- DIRECTIONS FOR THIS TASK -
Among the lines of the entries below, count those containing the word "StepLedgerEntry" and answer with the number only.

- EXERCISE INPUT -
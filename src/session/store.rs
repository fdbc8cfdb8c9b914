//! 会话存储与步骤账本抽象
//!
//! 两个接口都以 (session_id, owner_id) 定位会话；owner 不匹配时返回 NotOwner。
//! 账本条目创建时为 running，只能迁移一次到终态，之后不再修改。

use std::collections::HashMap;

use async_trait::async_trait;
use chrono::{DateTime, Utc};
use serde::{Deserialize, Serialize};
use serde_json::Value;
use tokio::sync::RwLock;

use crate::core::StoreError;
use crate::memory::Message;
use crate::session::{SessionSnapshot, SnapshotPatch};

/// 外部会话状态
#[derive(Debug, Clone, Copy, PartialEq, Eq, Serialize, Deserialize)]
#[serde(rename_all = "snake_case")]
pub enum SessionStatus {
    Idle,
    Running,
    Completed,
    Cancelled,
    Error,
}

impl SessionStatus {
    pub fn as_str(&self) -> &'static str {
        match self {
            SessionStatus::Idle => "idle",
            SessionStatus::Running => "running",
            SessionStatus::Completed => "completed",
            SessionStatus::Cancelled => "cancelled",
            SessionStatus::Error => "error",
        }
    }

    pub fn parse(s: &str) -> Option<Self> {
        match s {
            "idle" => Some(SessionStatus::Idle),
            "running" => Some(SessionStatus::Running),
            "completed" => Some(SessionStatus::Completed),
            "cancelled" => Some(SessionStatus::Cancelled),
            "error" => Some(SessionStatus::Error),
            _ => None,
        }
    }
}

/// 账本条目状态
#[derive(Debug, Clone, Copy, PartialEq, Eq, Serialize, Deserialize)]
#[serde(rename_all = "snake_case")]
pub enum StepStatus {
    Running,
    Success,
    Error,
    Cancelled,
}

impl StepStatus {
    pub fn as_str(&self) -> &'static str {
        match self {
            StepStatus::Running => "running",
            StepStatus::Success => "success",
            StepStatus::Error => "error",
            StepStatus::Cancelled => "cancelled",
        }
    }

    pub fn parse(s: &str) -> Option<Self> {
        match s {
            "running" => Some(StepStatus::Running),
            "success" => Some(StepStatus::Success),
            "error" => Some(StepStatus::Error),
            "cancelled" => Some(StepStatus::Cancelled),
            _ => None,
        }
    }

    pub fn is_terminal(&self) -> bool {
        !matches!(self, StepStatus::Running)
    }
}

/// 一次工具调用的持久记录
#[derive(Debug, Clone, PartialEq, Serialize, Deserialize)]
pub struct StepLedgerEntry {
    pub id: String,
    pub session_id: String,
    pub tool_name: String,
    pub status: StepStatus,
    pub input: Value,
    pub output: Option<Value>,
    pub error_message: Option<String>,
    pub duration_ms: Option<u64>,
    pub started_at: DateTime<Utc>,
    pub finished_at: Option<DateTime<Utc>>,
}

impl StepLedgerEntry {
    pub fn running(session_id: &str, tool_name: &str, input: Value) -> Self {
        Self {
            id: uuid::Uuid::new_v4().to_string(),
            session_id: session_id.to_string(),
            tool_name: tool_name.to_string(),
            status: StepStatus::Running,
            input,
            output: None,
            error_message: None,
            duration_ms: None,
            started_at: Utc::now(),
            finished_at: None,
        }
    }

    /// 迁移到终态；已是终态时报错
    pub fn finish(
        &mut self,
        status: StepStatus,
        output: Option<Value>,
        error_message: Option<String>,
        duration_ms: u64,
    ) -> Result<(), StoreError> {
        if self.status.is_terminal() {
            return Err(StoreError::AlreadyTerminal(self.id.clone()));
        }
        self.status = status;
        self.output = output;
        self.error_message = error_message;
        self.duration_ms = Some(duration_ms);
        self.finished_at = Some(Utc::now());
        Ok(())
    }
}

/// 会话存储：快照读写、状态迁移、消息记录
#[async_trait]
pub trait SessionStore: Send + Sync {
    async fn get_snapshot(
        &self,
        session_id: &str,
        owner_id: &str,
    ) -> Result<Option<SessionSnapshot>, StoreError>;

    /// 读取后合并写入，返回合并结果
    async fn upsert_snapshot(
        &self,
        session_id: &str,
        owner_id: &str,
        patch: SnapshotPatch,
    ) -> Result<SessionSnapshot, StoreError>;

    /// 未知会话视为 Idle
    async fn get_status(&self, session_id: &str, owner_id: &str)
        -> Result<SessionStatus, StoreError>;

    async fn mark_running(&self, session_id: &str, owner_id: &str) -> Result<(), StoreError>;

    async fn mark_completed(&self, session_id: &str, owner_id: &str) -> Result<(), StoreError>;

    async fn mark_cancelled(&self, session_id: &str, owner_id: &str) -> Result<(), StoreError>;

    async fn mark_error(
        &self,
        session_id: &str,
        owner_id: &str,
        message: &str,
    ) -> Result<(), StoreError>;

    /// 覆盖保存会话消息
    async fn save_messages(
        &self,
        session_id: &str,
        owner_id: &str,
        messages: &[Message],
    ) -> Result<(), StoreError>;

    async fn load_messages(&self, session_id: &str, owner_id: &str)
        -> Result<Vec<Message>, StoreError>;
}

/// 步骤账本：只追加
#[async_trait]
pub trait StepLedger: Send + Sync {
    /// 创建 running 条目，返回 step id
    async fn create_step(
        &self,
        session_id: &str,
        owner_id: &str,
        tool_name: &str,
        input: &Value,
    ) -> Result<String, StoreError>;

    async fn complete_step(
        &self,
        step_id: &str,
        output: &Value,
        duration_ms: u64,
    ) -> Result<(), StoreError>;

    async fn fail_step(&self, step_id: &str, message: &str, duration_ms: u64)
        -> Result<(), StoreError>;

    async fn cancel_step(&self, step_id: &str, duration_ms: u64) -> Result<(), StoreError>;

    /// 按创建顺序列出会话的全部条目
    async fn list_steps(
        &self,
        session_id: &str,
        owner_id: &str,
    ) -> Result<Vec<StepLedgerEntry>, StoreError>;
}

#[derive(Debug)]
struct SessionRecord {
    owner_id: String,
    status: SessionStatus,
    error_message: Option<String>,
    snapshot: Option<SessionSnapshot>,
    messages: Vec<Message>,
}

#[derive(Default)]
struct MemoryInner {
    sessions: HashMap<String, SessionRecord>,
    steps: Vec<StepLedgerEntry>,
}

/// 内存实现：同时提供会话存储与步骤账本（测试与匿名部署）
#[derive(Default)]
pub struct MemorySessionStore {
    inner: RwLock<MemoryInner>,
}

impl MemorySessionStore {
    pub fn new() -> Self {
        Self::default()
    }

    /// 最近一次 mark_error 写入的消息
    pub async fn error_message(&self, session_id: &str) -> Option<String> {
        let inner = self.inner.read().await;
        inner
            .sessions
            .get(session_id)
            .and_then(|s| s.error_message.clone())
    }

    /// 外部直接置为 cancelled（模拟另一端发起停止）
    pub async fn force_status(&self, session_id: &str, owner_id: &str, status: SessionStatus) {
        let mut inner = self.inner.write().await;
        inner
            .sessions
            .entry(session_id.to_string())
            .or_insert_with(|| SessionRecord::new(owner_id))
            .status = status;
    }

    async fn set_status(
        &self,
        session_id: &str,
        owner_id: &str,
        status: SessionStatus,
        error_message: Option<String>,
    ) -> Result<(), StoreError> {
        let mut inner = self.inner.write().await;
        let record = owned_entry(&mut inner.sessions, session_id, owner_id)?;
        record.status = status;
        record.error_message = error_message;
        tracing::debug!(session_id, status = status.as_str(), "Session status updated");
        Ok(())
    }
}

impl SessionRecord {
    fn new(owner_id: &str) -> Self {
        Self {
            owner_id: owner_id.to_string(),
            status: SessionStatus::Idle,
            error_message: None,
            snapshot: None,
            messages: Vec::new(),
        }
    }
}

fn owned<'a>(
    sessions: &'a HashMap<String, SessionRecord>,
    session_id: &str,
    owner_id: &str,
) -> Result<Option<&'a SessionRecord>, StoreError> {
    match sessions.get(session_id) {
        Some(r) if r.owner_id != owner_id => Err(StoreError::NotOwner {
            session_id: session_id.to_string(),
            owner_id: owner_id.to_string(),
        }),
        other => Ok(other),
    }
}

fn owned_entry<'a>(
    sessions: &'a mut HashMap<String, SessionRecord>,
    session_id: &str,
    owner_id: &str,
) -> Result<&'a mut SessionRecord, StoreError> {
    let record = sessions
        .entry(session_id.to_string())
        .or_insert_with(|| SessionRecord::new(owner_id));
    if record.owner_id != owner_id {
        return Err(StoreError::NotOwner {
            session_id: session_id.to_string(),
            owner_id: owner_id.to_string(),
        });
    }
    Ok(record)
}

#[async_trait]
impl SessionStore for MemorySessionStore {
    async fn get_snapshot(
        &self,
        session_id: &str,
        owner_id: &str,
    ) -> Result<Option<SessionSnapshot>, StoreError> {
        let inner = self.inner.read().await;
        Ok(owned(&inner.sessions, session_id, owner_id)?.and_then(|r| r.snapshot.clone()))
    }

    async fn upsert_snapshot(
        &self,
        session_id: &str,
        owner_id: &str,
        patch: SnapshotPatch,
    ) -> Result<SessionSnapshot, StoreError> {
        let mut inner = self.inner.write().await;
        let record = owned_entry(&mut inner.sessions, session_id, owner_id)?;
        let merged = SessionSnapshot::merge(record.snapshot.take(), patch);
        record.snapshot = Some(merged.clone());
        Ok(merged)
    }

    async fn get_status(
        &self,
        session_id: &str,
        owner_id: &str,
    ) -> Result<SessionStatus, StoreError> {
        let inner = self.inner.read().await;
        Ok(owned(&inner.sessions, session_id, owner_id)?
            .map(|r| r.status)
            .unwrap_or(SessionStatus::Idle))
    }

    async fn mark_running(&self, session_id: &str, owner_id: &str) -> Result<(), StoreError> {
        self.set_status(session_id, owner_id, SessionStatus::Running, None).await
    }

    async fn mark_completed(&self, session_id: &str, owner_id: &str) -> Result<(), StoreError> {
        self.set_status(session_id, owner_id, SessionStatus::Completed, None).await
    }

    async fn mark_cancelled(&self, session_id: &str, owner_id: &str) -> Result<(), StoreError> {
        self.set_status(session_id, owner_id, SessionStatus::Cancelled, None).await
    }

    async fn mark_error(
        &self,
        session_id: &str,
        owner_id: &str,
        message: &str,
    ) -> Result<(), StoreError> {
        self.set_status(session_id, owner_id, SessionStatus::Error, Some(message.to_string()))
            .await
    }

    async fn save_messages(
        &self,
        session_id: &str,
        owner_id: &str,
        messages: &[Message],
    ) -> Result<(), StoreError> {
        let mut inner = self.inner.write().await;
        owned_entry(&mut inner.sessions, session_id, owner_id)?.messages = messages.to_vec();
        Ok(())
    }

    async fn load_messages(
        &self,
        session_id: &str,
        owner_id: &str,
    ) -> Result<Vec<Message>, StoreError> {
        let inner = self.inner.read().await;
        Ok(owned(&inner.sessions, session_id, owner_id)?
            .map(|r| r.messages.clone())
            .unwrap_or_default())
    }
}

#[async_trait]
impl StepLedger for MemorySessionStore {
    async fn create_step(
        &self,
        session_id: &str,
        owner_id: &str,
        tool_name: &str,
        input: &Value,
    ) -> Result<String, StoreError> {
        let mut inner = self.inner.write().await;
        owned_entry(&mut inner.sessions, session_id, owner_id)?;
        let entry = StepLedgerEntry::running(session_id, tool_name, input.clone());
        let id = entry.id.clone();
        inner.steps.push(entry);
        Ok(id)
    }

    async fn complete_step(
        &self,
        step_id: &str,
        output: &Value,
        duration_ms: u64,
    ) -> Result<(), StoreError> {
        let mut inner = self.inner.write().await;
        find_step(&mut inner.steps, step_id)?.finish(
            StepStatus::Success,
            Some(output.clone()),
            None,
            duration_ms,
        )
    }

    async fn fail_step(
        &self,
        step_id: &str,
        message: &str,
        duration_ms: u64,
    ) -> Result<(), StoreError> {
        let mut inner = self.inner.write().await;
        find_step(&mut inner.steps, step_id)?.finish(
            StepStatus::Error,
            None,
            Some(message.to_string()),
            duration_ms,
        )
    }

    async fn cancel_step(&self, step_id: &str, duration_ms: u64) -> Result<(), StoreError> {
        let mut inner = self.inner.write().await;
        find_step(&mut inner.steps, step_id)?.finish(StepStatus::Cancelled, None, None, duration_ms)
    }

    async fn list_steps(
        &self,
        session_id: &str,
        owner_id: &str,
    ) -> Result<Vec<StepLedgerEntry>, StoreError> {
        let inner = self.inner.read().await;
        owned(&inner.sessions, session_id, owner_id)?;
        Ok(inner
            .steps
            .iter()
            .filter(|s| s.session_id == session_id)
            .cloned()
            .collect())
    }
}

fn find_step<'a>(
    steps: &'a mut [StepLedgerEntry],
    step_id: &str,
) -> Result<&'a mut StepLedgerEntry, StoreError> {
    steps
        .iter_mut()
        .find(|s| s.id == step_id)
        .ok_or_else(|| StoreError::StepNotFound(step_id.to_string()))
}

- TASK RESPONSE -
8